Other recent disputes involve royalty payment obligations relating to whether the lessee has wrongfully deducted post-production costs from royalty payments. In the landmark case, Heritage Resources, Inc. v. NationsBank, 939 S.W.2d 118 (Tex. 1996), the Texas Supreme Court held that, where a gas sale occurs downstream of the wellhead, a “market value at the well” royalty clause can be determined by the “net-back” approach, which takes a given downstream price and backs out the necessary, reasonable costs back to the wellhead. The Heritage court then held that a provision barring post-production cost deductions in that lease was “surplusage as a matter of law” because it merely restates that post-production costs are downstream of the wellhead and therefore cannot be attributable to a royalty calculated at the wellhead.
Many shale boom leases attempt to prohibit or restrict the lessee’s ability to deduct post-production costs. Disputes can arise as to whether these clauses are effective, or if they suffer the same fate as in Heritage. One recent royalty case garnering industry attention is Chesapeake Exploration, L.L.C. v. Hyder, 14-0302, 2015 WL 3653446 (Tex.
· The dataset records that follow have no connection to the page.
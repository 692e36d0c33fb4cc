//! Activity deduplication
//!
//! Paginated and batched fetches overlap, so the same event routinely shows
//! up more than once within a fetch session. [`Deduper`] collapses repeats
//! by composite key and keeps only events strictly between two known users.

use std::collections::HashSet;

use tracing::debug;

use crate::model::{Activity, ActivityKind, Party, RankEntry, RawActivity};

/// Index of users appearing in the ranking, for cross-referencing activity
/// parties. Matches by profile id, userkey, display name, or username.
#[derive(Debug, Default)]
pub struct KnownUsers {
    profile_ids: HashSet<u64>,
    identities: HashSet<String>,
}

impl KnownUsers {
    pub fn from_ranking(entries: &[RankEntry]) -> Self {
        let mut known = KnownUsers::default();
        for entry in entries {
            if let Some(id) = entry.user.profile_id {
                known.profile_ids.insert(id);
            }
            if let Some(ref userkey) = entry.user.userkey {
                known.identities.insert(userkey.clone());
            }
            if let Some(ref username) = entry.user.username {
                known.identities.insert(username.clone());
            }
            known.identities.insert(entry.user.name().to_string());
        }
        known
    }

    /// Whether an activity party resolves to a ranked user.
    pub fn contains(&self, party: &Party) -> bool {
        if let Some(id) = party.profile_id {
            if self.profile_ids.contains(&id) {
                return true;
            }
        }
        if let Some(ref userkey) = party.userkey {
            if self.identities.contains(userkey) {
                return true;
            }
        }
        if let Some(ref username) = party.username {
            if self.identities.contains(username) {
                return true;
            }
        }
        self.identities.contains(&party.name)
    }

    pub fn len(&self) -> usize {
        self.profile_ids.len()
    }

    pub fn is_empty(&self) -> bool {
        self.profile_ids.is_empty() && self.identities.is_empty()
    }
}

/// Collapses duplicate activity records within one fetch session.
///
/// The seen-key set lives for the session: feeding the deduper records from
/// several sources (snapshot feed plus per-profile API pages) still yields
/// each event at most once.
#[derive(Debug, Default)]
pub struct Deduper {
    seen: HashSet<String>,
}

impl Deduper {
    pub fn new() -> Self {
        Self::default()
    }

    /// Normalize and filter a batch of raw records. Drops repeats,
    /// self-interactions, and events touching users outside the ranking.
    pub fn dedup(
        &mut self,
        kind: ActivityKind,
        raw: &[RawActivity],
        known: &KnownUsers,
    ) -> Vec<Activity> {
        let mut out = Vec::new();

        for record in raw {
            let activity = record.normalize(kind);

            if activity.author.key_id() == activity.subject.key_id() {
                debug!(author = %activity.author.name, "skipping self-{}", kind.as_str());
                continue;
            }

            if !known.contains(&activity.author) || !known.contains(&activity.subject) {
                debug!(
                    author = %activity.author.name,
                    subject = %activity.subject.name,
                    "skipping {} outside the ranking",
                    kind.as_str()
                );
                continue;
            }

            if !self.seen.insert(activity.key()) {
                continue;
            }

            out.push(activity);
        }

        out
    }

    /// Number of distinct events seen so far this session.
    pub fn seen_count(&self) -> usize {
        self.seen.len()
    }
}

#[cfg(test)]
mod tests {
    use super::*;
    use crate::model::{RankStats, User};

    fn ranked(profile_id: u64, name: &str) -> RankEntry {
        RankEntry {
            rank: profile_id as u32,
            user: User {
                profile_id: Some(profile_id),
                display_name: Some(name.to_string()),
                ..Default::default()
            },
            stats: RankStats::default(),
        }
    }

    fn raw_vouch(author_id: u64, subject_id: u64, timestamp: i64) -> RawActivity {
        serde_json::from_str(&format!(
            r#"{{
                "authorUser": {{"profileId": {author_id}, "displayName": "user-{author_id}"}},
                "subjectUser": {{"profileId": {subject_id}, "displayName": "user-{subject_id}"}},
                "timestamp": {timestamp}
            }}"#
        ))
        .unwrap()
    }

    fn known_pair() -> KnownUsers {
        KnownUsers::from_ranking(&[ranked(1, "user-1"), ranked(2, "user-2")])
    }

    #[test]
    fn test_duplicate_records_collapse_to_one() {
        let known = known_pair();
        let mut deduper = Deduper::new();

        let raw = vec![
            raw_vouch(1, 2, 1_700_000_000),
            raw_vouch(1, 2, 1_700_000_000),
            raw_vouch(1, 2, 1_700_000_000),
        ];
        let out = deduper.dedup(ActivityKind::Vouch, &raw, &known);
        assert_eq!(out.len(), 1);
    }

    #[test]
    fn test_dedup_spans_batches() {
        let known = known_pair();
        let mut deduper = Deduper::new();

        let first = deduper.dedup(ActivityKind::Vouch, &[raw_vouch(1, 2, 1_700_000_000)], &known);
        assert_eq!(first.len(), 1);

        // Same event arriving from a later page of the same session
        let second = deduper.dedup(ActivityKind::Vouch, &[raw_vouch(1, 2, 1_700_000_000)], &known);
        assert!(second.is_empty());
        assert_eq!(deduper.seen_count(), 1);
    }

    #[test]
    fn test_distinct_timestamps_survive() {
        let known = known_pair();
        let mut deduper = Deduper::new();

        let raw = vec![raw_vouch(1, 2, 1_700_000_000), raw_vouch(1, 2, 1_700_000_060)];
        let out = deduper.dedup(ActivityKind::Vouch, &raw, &known);
        assert_eq!(out.len(), 2);
    }

    #[test]
    fn test_same_key_different_kind_is_distinct() {
        let known = known_pair();
        let mut deduper = Deduper::new();

        let raw = vec![raw_vouch(1, 2, 1_700_000_000)];
        let vouches = deduper.dedup(ActivityKind::Vouch, &raw, &known);
        let reviews = deduper.dedup(ActivityKind::Review, &raw, &known);
        assert_eq!(vouches.len(), 1);
        assert_eq!(reviews.len(), 1);
    }

    #[test]
    fn test_self_interaction_excluded() {
        let known = known_pair();
        let mut deduper = Deduper::new();

        let out = deduper.dedup(ActivityKind::Vouch, &[raw_vouch(1, 1, 1_700_000_000)], &known);
        assert!(out.is_empty());
    }

    #[test]
    fn test_unknown_party_excluded() {
        let known = known_pair();
        let mut deduper = Deduper::new();

        // Subject 99 is not in the ranking
        let out = deduper.dedup(ActivityKind::Vouch, &[raw_vouch(1, 99, 1_700_000_000)], &known);
        assert!(out.is_empty());
    }

    #[test]
    fn test_known_users_matches_by_display_name() {
        let entries = [RankEntry {
            rank: 1,
            user: User {
                display_name: Some("No Key".to_string()),
                ..Default::default()
            },
            stats: RankStats::default(),
        }];
        let known = KnownUsers::from_ranking(&entries);

        let party = Party {
            profile_id: None,
            userkey: None,
            name: "No Key".to_string(),
            username: None,
            avatar_url: String::new(),
        };
        assert!(known.contains(&party));
    }

    #[test]
    fn test_malformed_record_defaults_and_drops() {
        let known = known_pair();
        let mut deduper = Deduper::new();

        // Both parties default to "Unknown": same identity, dropped as a
        // self-interaction rather than erroring.
        let out = deduper.dedup(ActivityKind::Review, &[RawActivity::default()], &known);
        assert!(out.is_empty());
    }
}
June 12, 2015), where the Texas Supreme Court held prohibited the deduction of postproduction costs from an “overriding royalty interest” described in a lease to the Hyder family. The Majority noted that, while overriding royalties are generally subject to post-production costs, the Hyder lease language shifted the burden of paying these costs to Chesapeake alone. The court construed specific lease language and held that Chesapeake did not “show that while the general term ‘cost-free’ does not distinguish between production and postproduction costs and thus literally refers to all costs, it nevertheless refers to postproduction costs here.”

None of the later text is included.